Cheryl Kimball's Nature Talks: Why don't we keep a mammal checklist?By CHERYL KIMBALL March 03. 2017 7:04PM
WE BIRDERS are well known for our propensity to keep lists. Life lists, one-year lists, lists of all the places we’ve seen a certain species. You name it, we make lists of the birds we see. But how many of us keep lists of the mammals we have seen? I don’t, but I may start now.
Gray squirrels should probably head up my list. I have mentioned in the past that as a kid my best friend and I used to give gray squirrels formal burials. But it is safe to say that I have seen more live gray squirrels than any other mammal in my lifetime.
I have also seen a fair number of red squirrels and chipmunks. I’ve seen black squirrels but I cannot remember where. Only two flying squirrels have ever graced me with their presence, and those were not “in the wild” but peering down from the rafter in my dining room.
Sightings of skunks started early in my life. My mother and I still talk about how delighted and horrified we were when we witnessed a mother skunk and her babies march through our open breezeway just a few feet from the door of our kitchen. The breezeway now has doors. I’ve seen just a couple of skunks here at my current home. A small one and I once did a little dance in front of the barn door until I reminded him or her that this barn is mine and I needed to get in. The skunk indulged me and took off across the lawn.
Raccoons used to raid our trash when I was a kid until my father found a way to raccoon-proof the trash can lid. Coming home late one night six raccoon kits were tumbling around in the middle of the road by our pond. They scampered to safety.
A story I have told dozens of times is our crazy attempts to rid our barn of bats — mammals lest we forget — when we first moved here. After realizing that they were not leaving and worrying that our neighbors were going to alert the police about the slightly off-kilter couple who had moved into the neighborhood, we gave up and learned to love not only the adult bats and their mosquito-eating capabilities, but their cute little babies as well.
White-tailed deer could be checked off my list hundreds of times. Here at the farm I see what I am certain has been the same doe and her offspring (and perhaps their offspring) for several years. They are in the field, near the horse pen, in the backyard, by the stone wall about to cross the road. Our dog and I have come across them grazing on the access road.
Moose, check. The first moose I ever saw was at Chimney Pond in Maine’s Baxter State Park when I was a teenager. One year I went to Orono with a friend and saw “Caution, Moose Crossing” signs once we got farther north. I kept hoping to see a moose but didn’t — and came home to Kittery that evening to read reports that a moose had been running around town all day.

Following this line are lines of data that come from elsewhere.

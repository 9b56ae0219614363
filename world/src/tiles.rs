//! Tile classification shared by movement checks and blast propagation.

use std::collections::BTreeSet;

use blast_arena_core::{Coord, Roster, Tile};

use crate::grid::Grid;

/// Borrowed view of everything that decides what a tile is.
#[derive(Clone, Copy, Debug)]
pub(crate) struct TileResolver<'a> {
    pub(crate) grid: &'a Grid,
    pub(crate) walls: &'a BTreeSet<Coord>,
    pub(crate) boxes: &'a [Coord],
    pub(crate) roster: &'a Roster,
}

impl TileResolver<'_> {
    /// Players win over walls, walls over boxes; anything off the map is a wall.
    pub(crate) fn classify(&self, cell: Coord) -> Tile {
        if self.roster.occupies(cell) {
            Tile::Player
        } else if self.walls.contains(&cell) {
            Tile::Wall
        } else if self.boxes.contains(&cell) {
            Tile::Box
        } else if self.grid.contains(cell) {
            Tile::Empty
        } else {
            Tile::Wall
        }
    }
}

Other people have seen moose cross the road from our property and we have seen moose tracks in the woods and field, but I have never seen a moose here. But I have seen several, including a cow and calf, in other parts of town and off Route 16 and in Cape Breton, Nova Scotia.

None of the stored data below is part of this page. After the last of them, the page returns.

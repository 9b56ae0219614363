use blast_arena_core::{
    BombId, Command, Coord, Direction, Event, FireId, Player, PlayerId, Roster,
};
use blast_arena_system_blast::Blast;
use blast_arena_world::{self as world, query, ArenaConfig, World};

fn corridor_arena(power: u32, bombs: u32) -> (World, Roster) {
    let mut roster = Roster::new(vec![
        Player::new(PlayerId::new(0), power, bombs),
        Player::new(PlayerId::new(1), power, bombs),
    ])
    .expect("distinct ids");
    let config = ArenaConfig::new(7, 1).with_box_density(0.0);
    let world = World::generate(&config, &mut roster).expect("valid arena");
    (world, roster)
}

/// Applies `command` and feeds resulting events through the blast system until it settles.
fn run(world: &mut World, roster: &mut Roster, command: Command, log: &mut Vec<Event>) {
    let blast = Blast::new();
    let mut pending = vec![command];

    while !pending.is_empty() {
        let mut events = Vec::new();
        for command in pending.drain(..) {
            world::apply(world, roster, command, &mut events);
        }
        log.extend(events.iter().cloned());

        let snapshot: &World = world;
        blast.handle(
            &events,
            roster,
            |cell| query::bomb_at(snapshot, cell),
            &mut pending,
        );
    }
}

#[test]
fn covered_bombs_detonate_in_a_chain() {
    let (mut world, mut roster) = corridor_arena(4, 2);
    let attacker = PlayerId::new(0);
    let mut log = Vec::new();

    let script = [
        Command::PlaceBomb { player: attacker },
        Command::MovePlayer {
            player: attacker,
            direction: Direction::East,
        },
        Command::MovePlayer {
            player: attacker,
            direction: Direction::East,
        },
        Command::PlaceBomb { player: attacker },
        Command::MovePlayer {
            player: attacker,
            direction: Direction::East,
        },
    ];
    for command in script {
        run(&mut world, &mut roster, command, &mut log);
    }
    assert_eq!(query::bombs(&world).len(), 2);

    log.clear();
    run(
        &mut world,
        &mut roster,
        Command::ExplodeBomb {
            bomb: BombId::new(0),
        },
        &mut log,
    );

    let exploded: Vec<BombId> = log
        .iter()
        .filter_map(|event| match event {
            Event::BombExploded { bomb, .. } => Some(*bomb),
            _ => None,
        })
        .collect();
    assert_eq!(exploded, vec![BombId::new(0), BombId::new(1)]);
    assert!(log.contains(&Event::PlayerEliminated { player: attacker }));
    assert!(!log
        .iter()
        .any(|event| matches!(event, Event::CommandRejected { .. })));

    let defender = roster.require(PlayerId::new(1)).expect("seated");
    assert!(defender.alive(), "defender stands four tiles away");
    assert!(query::bombs(&world).is_empty());
    assert_eq!(query::fires(&world).len(), 2);
}

#[test]
fn clearing_every_fire_restores_the_full_budget() {
    let (mut world, mut roster) = corridor_arena(3, 2);
    let player = PlayerId::new(1);
    let mut log = Vec::new();

    run(&mut world, &mut roster, Command::PlaceBomb { player }, &mut log);
    run(
        &mut world,
        &mut roster,
        Command::MovePlayer {
            player,
            direction: Direction::West,
        },
        &mut log,
    );
    run(&mut world, &mut roster, Command::PlaceBomb { player }, &mut log);
    assert_eq!(roster.require(player).map(Player::bombs_remaining), Ok(0));

    run(
        &mut world,
        &mut roster,
        Command::ExplodeBomb {
            bomb: BombId::new(1),
        },
        &mut log,
    );
    assert!(query::bombs(&world).is_empty(), "the corner bomb chained");
    assert_eq!(query::fires(&world).len(), 2);
    assert_eq!(roster.require(player).map(Player::bombs_remaining), Ok(0));

    for fire in query::fires(&world) {
        run(&mut world, &mut roster, Command::ClearFire { fire: fire.id }, &mut log);
    }
    assert_eq!(roster.require(player).map(Player::bombs_remaining), Ok(2));
    assert!(query::fires(&world).is_empty());
}

#[test]
fn blocking_boxes_are_destroyed() {
    let mut roster = Roster::new(vec![Player::new(PlayerId::new(0), 6, 1)]).expect("one player");
    let config = ArenaConfig::new(9, 9).with_box_density(1.0);
    let mut world = World::generate(&config, &mut roster).expect("valid arena");
    let mut log = Vec::new();

    run(
        &mut world,
        &mut roster,
        Command::SpawnFire {
            player: PlayerId::new(0),
            cell: Coord::new(2, 0),
        },
        &mut log,
    );

    assert!(log.contains(&Event::BoxDestroyed {
        cell: Coord::new(3, 0)
    }));
    assert!(!query::boxes(&world).contains(&Coord::new(3, 0)));
    assert!(
        log.contains(&Event::PlayerEliminated {
            player: PlayerId::new(0)
        }),
        "the spawn tile lies inside the blast"
    );
    assert_eq!(query::fires(&world)[0].id, FireId::new(0));
}

#[test]
fn deterministic_replay_produces_identical_logs() {
    let first = replay();
    let second = replay();
    assert_eq!(first, second, "replay diverged between runs");
    assert!(!first.is_empty());
}

fn replay() -> Vec<Event> {
    let mut roster = Roster::new(
        (0..4)
            .map(|id| Player::new(PlayerId::new(id), 3, 1))
            .collect(),
    )
    .expect("distinct ids");
    let config = ArenaConfig::new(13, 11)
        .with_seed(0x2f95_32c8)
        .with_randomized_spawns(true);
    let mut world = World::generate(&config, &mut roster).expect("valid arena");
    let mut log = Vec::new();

    for round in 0..6 {
        for id in 0..4 {
            let player = PlayerId::new(id);
            let direction = Direction::ALL[(round + id as usize) % Direction::ALL.len()];
            run(
                &mut world,
                &mut roster,
                Command::PlaceBomb { player },
                &mut log,
            );
            run(
                &mut world,
                &mut roster,
                Command::MovePlayer { player, direction },
                &mut log,
            );
        }

        for bomb in query::bombs(&world) {
            run(&mut world, &mut roster, Command::ExplodeBomb { bomb: bomb.id }, &mut log);
        }
        for fire in query::fires(&world) {
            run(&mut world, &mut roster, Command::ClearFire { fire: fire.id }, &mut log);
        }
    }

    log
}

Foxes are one of my favorite mammals to see and I have spotted many on our property. One morning several years ago I went to the run-in underneath the barn to feed one of the horses at the far end and was surprised to find a young fox curled up in the corner as I walked through the gate. We both were surprised. He stayed put while I went in, and then he ran out the door to the far end of the paddock and watched me for a while before wandering off.
Coyotes are on my checked list in our field and crossing a back road in Dover. As are black bears (West Virginia). Elk (Estes Park, Colo.). An armadillo in Texas. Weasels many times here at the farm as well as porcupines, many many porcupines, which have become one of my favorite animals. Whales not at the farm but on whale watches — right, humpback, pilot whales — and harbor seals in harbors as we sailed to a mooring. Groundhogs, muskrats, rats, and voles, moles, and mice (definitely here at the farm) galore. A opossum in the grain room.

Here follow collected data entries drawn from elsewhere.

//! Directional blast propagation.

use std::collections::BTreeSet;

use blast_arena_core::{Coord, Direction, Tile};

use crate::tiles::TileResolver;

/// Tiles reached by a blast plus the boxes that stopped it.
#[derive(Clone, Debug, Default, PartialEq, Eq)]
pub struct FireCoverage {
    tiles: BTreeSet<Coord>,
    blocking_boxes: Vec<Coord>,
}

impl FireCoverage {
    /// Covered tiles, origin included.
    #[must_use]
    pub fn tiles(&self) -> &BTreeSet<Coord> {
        &self.tiles
    }

    /// First box met in each direction, in [`Direction::ALL`] order. Never part of `tiles`.
    #[must_use]
    pub fn blocking_boxes(&self) -> &[Coord] {
        &self.blocking_boxes
    }
}

/// Walks up to `power - 1` tiles outward in each direction.
///
/// Empty and player tiles are covered and the walk continues; the first wall
/// or box ends that direction and is not covered.
pub(crate) fn propagate(resolver: &TileResolver<'_>, origin: Coord, power: u32) -> FireCoverage {
    let mut coverage = FireCoverage::default();
    let _ = coverage.tiles.insert(origin);

    for direction in Direction::ALL {
        for step in 1..power {
            let Ok(distance) = i32::try_from(step) else {
                break;
            };
            let cell = origin.offset(direction, distance);
            match resolver.classify(cell) {
                Tile::Empty | Tile::Player => {
                    let _ = coverage.tiles.insert(cell);
                }
                Tile::Box => {
                    coverage.blocking_boxes.push(cell);
                    break;
                }
                Tile::Wall => break,
            }
        }
    }

    coverage
}

#[cfg(test)]
mod tests {
    use super::*;
    use crate::grid::Grid;
    use blast_arena_core::Roster;

    fn open_field() -> (Grid, BTreeSet<Coord>, Roster) {
        (
            Grid::new(9, 9).expect("valid grid"),
            BTreeSet::new(),
            Roster::default(),
        )
    }

    #[test]
    fn power_one_covers_only_the_origin() {
        let (grid, walls, roster) = open_field();
        let resolver = TileResolver {
            grid: &grid,
            walls: &walls,
            boxes: &[],
            roster: &roster,
        };
        let origin = Coord::new(4, 4);

        let coverage = propagate(&resolver, origin, 1);
        assert_eq!(coverage.tiles(), &BTreeSet::from([origin]));

        let coverage = propagate(&resolver, origin, 0);
        assert_eq!(coverage.tiles(), &BTreeSet::from([origin]));
    }

    #[test]
    fn open_blast_forms_a_plus_shape() {
        let (grid, walls, roster) = open_field();
        let resolver = TileResolver {
            grid: &grid,
            walls: &walls,
            boxes: &[],
            roster: &roster,
        };

        let coverage = propagate(&resolver, Coord::new(4, 4), 3);
        assert_eq!(coverage.tiles().len(), 9);
        assert!(coverage.tiles().contains(&Coord::new(4, 2)));
        assert!(coverage.tiles().contains(&Coord::new(6, 4)));
        assert!(!coverage.tiles().contains(&Coord::new(5, 5)));
        assert!(coverage.blocking_boxes().is_empty());
    }

    #[test]
    fn walls_and_boxes_stop_propagation_and_stay_uncovered() {
        let grid = Grid::new(9, 9).expect("valid grid");
        let walls = BTreeSet::from([Coord::new(4, 2)]);
        let boxes = [Coord::new(6, 4)];
        let roster = Roster::default();
        let resolver = TileResolver {
            grid: &grid,
            walls: &walls,
            boxes: &boxes,
            roster: &roster,
        };

        let coverage = propagate(&resolver, Coord::new(4, 4), 5);
        assert!(coverage.tiles().contains(&Coord::new(4, 3)));
        assert!(!coverage.tiles().contains(&Coord::new(4, 2)));
        assert!(!coverage.tiles().contains(&Coord::new(4, 1)));
        assert!(coverage.tiles().contains(&Coord::new(5, 4)));
        assert!(!coverage.tiles().contains(&Coord::new(6, 4)));
        assert!(!coverage.tiles().contains(&Coord::new(7, 4)));
        assert_eq!(coverage.blocking_boxes(), &[Coord::new(6, 4)]);
    }

    #[test]
    fn map_edge_behaves_like_a_wall() {
        let (grid, walls, roster) = open_field();
        let resolver = TileResolver {
            grid: &grid,
            walls: &walls,
            boxes: &[],
            roster: &roster,
        };

        let coverage = propagate(&resolver, Coord::new(0, 0), 4);
        let expected = BTreeSet::from([
            Coord::new(0, 0),
            Coord::new(1, 0),
            Coord::new(2, 0),
            Coord::new(3, 0),
            Coord::new(0, 1),
            Coord::new(0, 2),
            Coord::new(0, 3),
        ]);
        assert_eq!(coverage.tiles(), &expected);
    }
}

Beavers have been in my sights both in a “beaver pond” on the neighboring property and one here right in our little pond who must have thought he had come across the New York City loft apartment of the beaver pond world. He didn’t stay.
I ran across the book “Peterson’s Field Guide to Finding Mammals” in a used bookstore recently which precipitated my thoughts on why we check off birds but not mammals. But I have now started. Three mammals I would really like to see in their natural habitat are bobcat, mountain goat and polar bear.
What is your life list of mammals — and what ones would you like to see and add to your list?